DATA FOR THIS TASK →

* * *

//! Author/publication links and orphan cleanup.
//!
//! A publication with no remaining links is removed immediately after the
//! link deletion that orphaned it.

use std::collections::HashSet;

use crate::error::StoreError;
use crate::query::{Conditions, Fields};
use crate::schema::{Column, Table};
use crate::store::Store;

/// Publication ids linked to `author_id`, in link order.
pub fn linked_publications(store: &impl Store, author_id: i64) -> Result<Vec<i64>, StoreError> {
    let rows = store.find(
        Table::AuthorPublication,
        &Conditions::new().eq(Column::LinkAuthor, author_id),
    )?;
    Ok(rows
        .iter()
        .filter_map(|r| r.int(Column::LinkPublication))
        .collect())
}

/// Get-or-create the link, recording the authorship position on insert.
pub fn link(
    store: &impl Store,
    author_id: i64,
    publication_id: i64,
    order_of_authorship: Option<&str>,
) -> Result<(i64, bool), StoreError> {
    store.get_or_create(
        Table::AuthorPublication,
        &Fields::new()
            .set(Column::LinkAuthor, author_id)
            .set(Column::LinkPublication, publication_id),
        &Fields::new().set(Column::OrderOfAuthorship, order_of_authorship),
    )
}

/// Outcome of [`unlink`].
#[derive(Debug, Clone, Copy, Default, PartialEq, Eq)]
pub struct Unlinked {
    pub links_removed: usize,
    pub publication_removed: bool,
}

/// Remove one author's link to a publication, then the publication itself
/// if that left it orphaned.
pub fn unlink(
    store: &impl Store,
    author_id: i64,
    publication_id: i64,
) -> Result<Unlinked, StoreError> {
    let links_removed = store.delete(
        Table::AuthorPublication,
        &Conditions::new()
            .eq(Column::LinkAuthor, author_id)
            .eq(Column::LinkPublication, publication_id),
    )?;
    let publication_removed = remove_if_orphan(store, publication_id)?;
    Ok(Unlinked {
        links_removed,
        publication_removed,
    })
}

/// Delete the publication if no link references it. Returns whether it was deleted.
pub fn remove_if_orphan(store: &impl Store, publication_id: i64) -> Result<bool, StoreError> {
    let still_linked = store.exists(
        Table::AuthorPublication,
        &Conditions::new().eq(Column::LinkPublication, publication_id),
    )?;
    if still_linked {
        return Ok(false);
    }
    let removed = store.delete(
        Table::Publication,
        &Conditions::new().eq(Column::PublicationId, publication_id),
    )?;
    if removed > 0 {
        log::debug!("Removed orphan publication {publication_id}");
    }
    Ok(removed > 0)
}

/// Ids of publications with no links.
pub fn orphan_publications(store: &impl Store) -> Result<Vec<i64>, StoreError> {
    let linked: HashSet<i64> = store
        .find(Table::AuthorPublication, &Conditions::new())?
        .iter()
        .filter_map(|r| r.int(Column::LinkPublication))
        .collect();
    Ok(store
        .find(Table::Publication, &Conditions::new())?
        .iter()
        .map(|r| r.id())
        .filter(|id| !linked.contains(id))
        .collect())
}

* * *

YOUR TASK → Could you transcribe the whole listing exactly?

RESPONSE TO THE EXERCISE →
//! Author/publication links and orphan cleanup.
//!
//! A publication with no remaining links is removed immediately after the
//! link deletion that orphaned it.

use std::collections::HashSet;

use crate::error::StoreError;
use crate::query::{Conditions, Fields};
use crate::schema::{Column, Table};
use crate::store::Store;

/// Publication ids linked to `author_id`, in link order.
pub fn linked_publications(store: &impl Store, author_id: i64) -> Result<Vec<i64>, StoreError> {
    let rows = store.find(
        Table::AuthorPublication,
        &Conditions::new().eq(Column::LinkAuthor, author_id),
    )?;
    Ok(rows
        .iter()
        .filter_map(|r| r.int(Column::LinkPublication))
        .collect())
}

/// Get-or-create the link, recording the authorship position on insert.
pub fn link(
    store: &impl Store,
    author_id: i64,
    publication_id: i64,
    order_of_authorship: Option<&str>,
) -> Result<(i64, bool), StoreError> {
    store.get_or_create(
        Table::AuthorPublication,
        &Fields::new()
            .set(Column::LinkAuthor, author_id)
            .set(Column::LinkPublication, publication_id),
        &Fields::new().set(Column::OrderOfAuthorship, order_of_authorship),
    )
}

/// Outcome of [`unlink`].
#[derive(Debug, Clone, Copy, Default, PartialEq, Eq)]
pub struct Unlinked {
    pub links_removed: usize,
    pub publication_removed: bool,
}

/// Remove one author's link to a publication, then the publication itself
/// if that left it orphaned.
pub fn unlink(
    store: &impl Store,
    author_id: i64,
    publication_id: i64,
) -> Result<Unlinked, StoreError> {
    let links_removed = store.delete(
        Table::AuthorPublication,
        &Conditions::new()
            .eq(Column::LinkAuthor, author_id)
            .eq(Column::LinkPublication, publication_id),
    )?;
    let publication_removed = remove_if_orphan(store, publication_id)?;
    Ok(Unlinked {
        links_removed,
        publication_removed,
    })
}

/// Delete the publication if no link references it. Returns whether it was deleted.
pub fn remove_if_orphan(store: &impl Store, publication_id: i64) -> Result<bool, StoreError> {
    let still_linked = store.exists(
        Table::AuthorPublication,
        &Conditions::new().eq(Column::LinkPublication, publication_id),
    )?;
    if still_linked {
        return Ok(false);
    }
    let removed = store.delete(
        Table::Publication,
        &Conditions::new().eq(Column::PublicationId, publication_id),
    )?;
    if removed > 0 {
        log::debug!("Removed orphan publication {publication_id}");
    }
    Ok(removed > 0)
}

/// Ids of publications with no links.
pub fn orphan_publications(store: &impl Store) -> Result<Vec<i64>, StoreError> {
    let linked: HashSet<i64> = store
        .find(Table::AuthorPublication, &Conditions::new())?
        .iter()
        .filter_map(|r| r.int(Column::LinkPublication))
        .collect();
    Ok(store
        .find(Table::Publication, &Conditions::new())?
        .iter()
        .map(|r| r.id())
        .filter(|id| !linked.contains(id))
        .collect())
}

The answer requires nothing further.